__WORK REQUIRED__. Repeat each of these records exactly.

┄┄┄┄┄┄

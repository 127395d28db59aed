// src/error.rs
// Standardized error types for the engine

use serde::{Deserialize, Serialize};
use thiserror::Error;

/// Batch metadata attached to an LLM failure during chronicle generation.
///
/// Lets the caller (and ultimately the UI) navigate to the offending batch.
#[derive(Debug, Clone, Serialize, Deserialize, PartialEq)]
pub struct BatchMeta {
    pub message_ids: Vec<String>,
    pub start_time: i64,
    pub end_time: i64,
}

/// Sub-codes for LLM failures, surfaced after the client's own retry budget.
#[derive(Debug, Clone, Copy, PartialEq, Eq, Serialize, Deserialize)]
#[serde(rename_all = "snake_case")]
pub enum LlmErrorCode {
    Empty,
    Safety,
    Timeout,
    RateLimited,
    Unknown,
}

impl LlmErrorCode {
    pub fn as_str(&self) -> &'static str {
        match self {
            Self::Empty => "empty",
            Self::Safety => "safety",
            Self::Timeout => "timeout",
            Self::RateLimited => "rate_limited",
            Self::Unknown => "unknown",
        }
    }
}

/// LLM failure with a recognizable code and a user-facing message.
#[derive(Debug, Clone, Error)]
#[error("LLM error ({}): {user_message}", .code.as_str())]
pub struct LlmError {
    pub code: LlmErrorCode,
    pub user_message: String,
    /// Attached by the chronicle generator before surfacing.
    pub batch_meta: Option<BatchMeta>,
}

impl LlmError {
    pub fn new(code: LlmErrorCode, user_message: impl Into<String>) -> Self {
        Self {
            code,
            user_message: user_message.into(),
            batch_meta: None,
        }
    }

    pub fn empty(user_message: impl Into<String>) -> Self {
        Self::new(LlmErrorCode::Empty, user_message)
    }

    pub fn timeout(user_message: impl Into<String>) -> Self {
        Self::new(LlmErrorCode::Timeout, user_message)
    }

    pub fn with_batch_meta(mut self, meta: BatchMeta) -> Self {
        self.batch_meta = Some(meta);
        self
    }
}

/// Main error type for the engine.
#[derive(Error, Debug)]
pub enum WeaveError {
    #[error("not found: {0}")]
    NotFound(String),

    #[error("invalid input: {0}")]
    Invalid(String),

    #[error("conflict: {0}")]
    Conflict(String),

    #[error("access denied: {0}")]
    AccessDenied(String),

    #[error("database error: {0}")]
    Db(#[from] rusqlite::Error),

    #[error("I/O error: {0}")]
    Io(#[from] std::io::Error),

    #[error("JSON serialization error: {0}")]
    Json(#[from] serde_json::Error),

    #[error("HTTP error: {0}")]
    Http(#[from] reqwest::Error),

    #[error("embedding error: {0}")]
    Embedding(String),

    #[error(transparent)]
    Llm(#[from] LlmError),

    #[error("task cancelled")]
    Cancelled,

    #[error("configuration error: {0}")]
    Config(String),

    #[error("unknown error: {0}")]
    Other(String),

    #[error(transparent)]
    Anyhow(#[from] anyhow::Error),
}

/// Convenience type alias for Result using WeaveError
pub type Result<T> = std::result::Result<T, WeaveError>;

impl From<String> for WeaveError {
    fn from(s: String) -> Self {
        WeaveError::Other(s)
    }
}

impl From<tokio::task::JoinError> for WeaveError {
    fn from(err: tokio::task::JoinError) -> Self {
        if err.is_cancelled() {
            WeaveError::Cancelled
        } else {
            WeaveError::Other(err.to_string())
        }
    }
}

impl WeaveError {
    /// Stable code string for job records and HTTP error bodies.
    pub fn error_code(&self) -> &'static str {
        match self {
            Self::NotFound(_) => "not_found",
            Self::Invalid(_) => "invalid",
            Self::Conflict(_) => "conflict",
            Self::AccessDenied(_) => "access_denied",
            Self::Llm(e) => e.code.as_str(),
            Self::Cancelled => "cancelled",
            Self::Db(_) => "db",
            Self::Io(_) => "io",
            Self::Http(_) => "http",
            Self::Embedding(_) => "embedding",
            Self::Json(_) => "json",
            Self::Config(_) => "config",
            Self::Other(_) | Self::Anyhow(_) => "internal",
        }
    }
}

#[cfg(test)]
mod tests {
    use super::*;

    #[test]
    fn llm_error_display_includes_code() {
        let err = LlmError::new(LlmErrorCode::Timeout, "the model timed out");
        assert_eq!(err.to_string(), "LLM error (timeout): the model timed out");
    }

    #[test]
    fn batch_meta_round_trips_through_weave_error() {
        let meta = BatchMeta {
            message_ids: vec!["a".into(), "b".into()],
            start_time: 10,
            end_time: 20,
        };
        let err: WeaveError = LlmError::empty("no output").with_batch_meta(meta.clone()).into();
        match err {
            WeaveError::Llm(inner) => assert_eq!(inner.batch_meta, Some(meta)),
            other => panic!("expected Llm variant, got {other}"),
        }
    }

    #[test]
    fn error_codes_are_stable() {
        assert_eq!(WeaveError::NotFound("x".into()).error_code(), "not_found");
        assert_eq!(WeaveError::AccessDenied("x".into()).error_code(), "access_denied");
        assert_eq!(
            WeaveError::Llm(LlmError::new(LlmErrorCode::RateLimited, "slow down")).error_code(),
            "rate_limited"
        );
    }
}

┄┄┄┄┄┄

__TASK ANSWER__.
repository 127395d28db59aed
// src/error.rs
// Standardized error types for the engine

use serde::{Deserialize, Serialize};
use thiserror::Error;

/// Batch metadata attached to an LLM failure during chronicle generation.
///
/// Lets the caller (and ultimately the UI) navigate to the offending batch.
#[derive(Debug, Clone, Serialize, Deserialize, PartialEq)]
pub struct BatchMeta {
    pub message_ids: Vec<String>,
    pub start_time: i64,
    pub end_time: i64,
}

/// Sub-codes for LLM failures, surfaced after the client's own retry budget.
#[derive(Debug, Clone, Copy, PartialEq, Eq, Serialize, Deserialize)]
#[serde(rename_all = "snake_case")]
pub enum LlmErrorCode {
    Empty,
    Safety,
    Timeout,
    RateLimited,
    Unknown,
}

impl LlmErrorCode {
    pub fn as_str(&self) -> &'static str {
        match self {
            Self::Empty => "empty",
            Self::Safety => "safety",
            Self::Timeout => "timeout",
            Self::RateLimited => "rate_limited",
            Self::Unknown => "unknown",
        }
    }
}

/// LLM failure with a recognizable code and a user-facing message.
#[derive(Debug, Clone, Error)]
#[error("LLM error ({}): {user_message}", .code.as_str())]
pub struct LlmError {
    pub code: LlmErrorCode,
    pub user_message: String,
    /// Attached by the chronicle generator before surfacing.
    pub batch_meta: Option<BatchMeta>,
}

impl LlmError {
    pub fn new(code: LlmErrorCode, user_message: impl Into<String>) -> Self {
        Self {
            code,
            user_message: user_message.into(),
            batch_meta: None,
        }
    }

    pub fn empty(user_message: impl Into<String>) -> Self {
        Self::new(LlmErrorCode::Empty, user_message)
    }

    pub fn timeout(user_message: impl Into<String>) -> Self {
        Self::new(LlmErrorCode::Timeout, user_message)
    }

    pub fn with_batch_meta(mut self, meta: BatchMeta) -> Self {
        self.batch_meta = Some(meta);
        self
    }
}

/// Main error type for the engine.
#[derive(Error, Debug)]
pub enum WeaveError {
    #[error("not found: {0}")]
    NotFound(String),

    #[error("invalid input: {0}")]
    Invalid(String),

    #[error("conflict: {0}")]
    Conflict(String),

    #[error("access denied: {0}")]
    AccessDenied(String),

    #[error("database error: {0}")]
    Db(#[from] rusqlite::Error),

    #[error("I/O error: {0}")]
    Io(#[from] std::io::Error),

    #[error("JSON serialization error: {0}")]
    Json(#[from] serde_json::Error),

    #[error("HTTP error: {0}")]
    Http(#[from] reqwest::Error),

    #[error("embedding error: {0}")]
    Embedding(String),

    #[error(transparent)]
    Llm(#[from] LlmError),

    #[error("task cancelled")]
    Cancelled,

    #[error("configuration error: {0}")]
    Config(String),

    #[error("unknown error: {0}")]
    Other(String),

    #[error(transparent)]
    Anyhow(#[from] anyhow::Error),
}

/// Convenience type alias for Result using WeaveError
pub type Result<T> = std::result::Result<T, WeaveError>;

impl From<String> for WeaveError {
    fn from(s: String) -> Self {
        WeaveError::Other(s)
    }
}

impl From<tokio::task::JoinError> for WeaveError {
    fn from(err: tokio::task::JoinError) -> Self {
        if err.is_cancelled() {
            WeaveError::Cancelled
        } else {
            WeaveError::Other(err.to_string())
        }
    }
}

impl WeaveError {
    /// Stable code string for job records and HTTP error bodies.
    pub fn error_code(&self) -> &'static str {
        match self {
            Self::NotFound(_) => "not_found",
            Self::Invalid(_) => "invalid",
            Self::Conflict(_) => "conflict",
            Self::AccessDenied(_) => "access_denied",
            Self::Llm(e) => e.code.as_str(),
            Self::Cancelled => "cancelled",
            Self::Db(_) => "db",
            Self::Io(_) => "io",
            Self::Http(_) => "http",
            Self::Embedding(_) => "embedding",
            Self::Json(_) => "json",
            Self::Config(_) => "config",
            Self::Other(_) | Self::Anyhow(_) => "internal",
        }
    }
}

#[cfg(test)]
mod tests {
    use super::*;

    #[test]
    fn llm_error_display_includes_code() {
        let err = LlmError::new(LlmErrorCode::Timeout, "the model timed out");
        assert_eq!(err.to_string(), "LLM error (timeout): the model timed out");
    }

    #[test]
    fn batch_meta_round_trips_through_weave_error() {
        let meta = BatchMeta {
            message_ids: vec!["a".into(), "b".into()],
            start_time: 10,
            end_time: 20,
        };
        let err: WeaveError = LlmError::empty("no output").with_batch_meta(meta.clone()).into();
        match err {
            WeaveError::Llm(inner) => assert_eq!(inner.batch_meta, Some(meta)),
            other => panic!("expected Llm variant, got {other}"),
        }
    }

    #[test]
    fn error_codes_are_stable() {
        assert_eq!(WeaveError::NotFound("x".into()).error_code(), "not_found");
        assert_eq!(WeaveError::AccessDenied("x".into()).error_code(), "access_denied");
        assert_eq!(
            WeaveError::Llm(LlmError::new(LlmErrorCode::RateLimited, "slow down")).error_code(),
            "rate_limited"
        );
    }
}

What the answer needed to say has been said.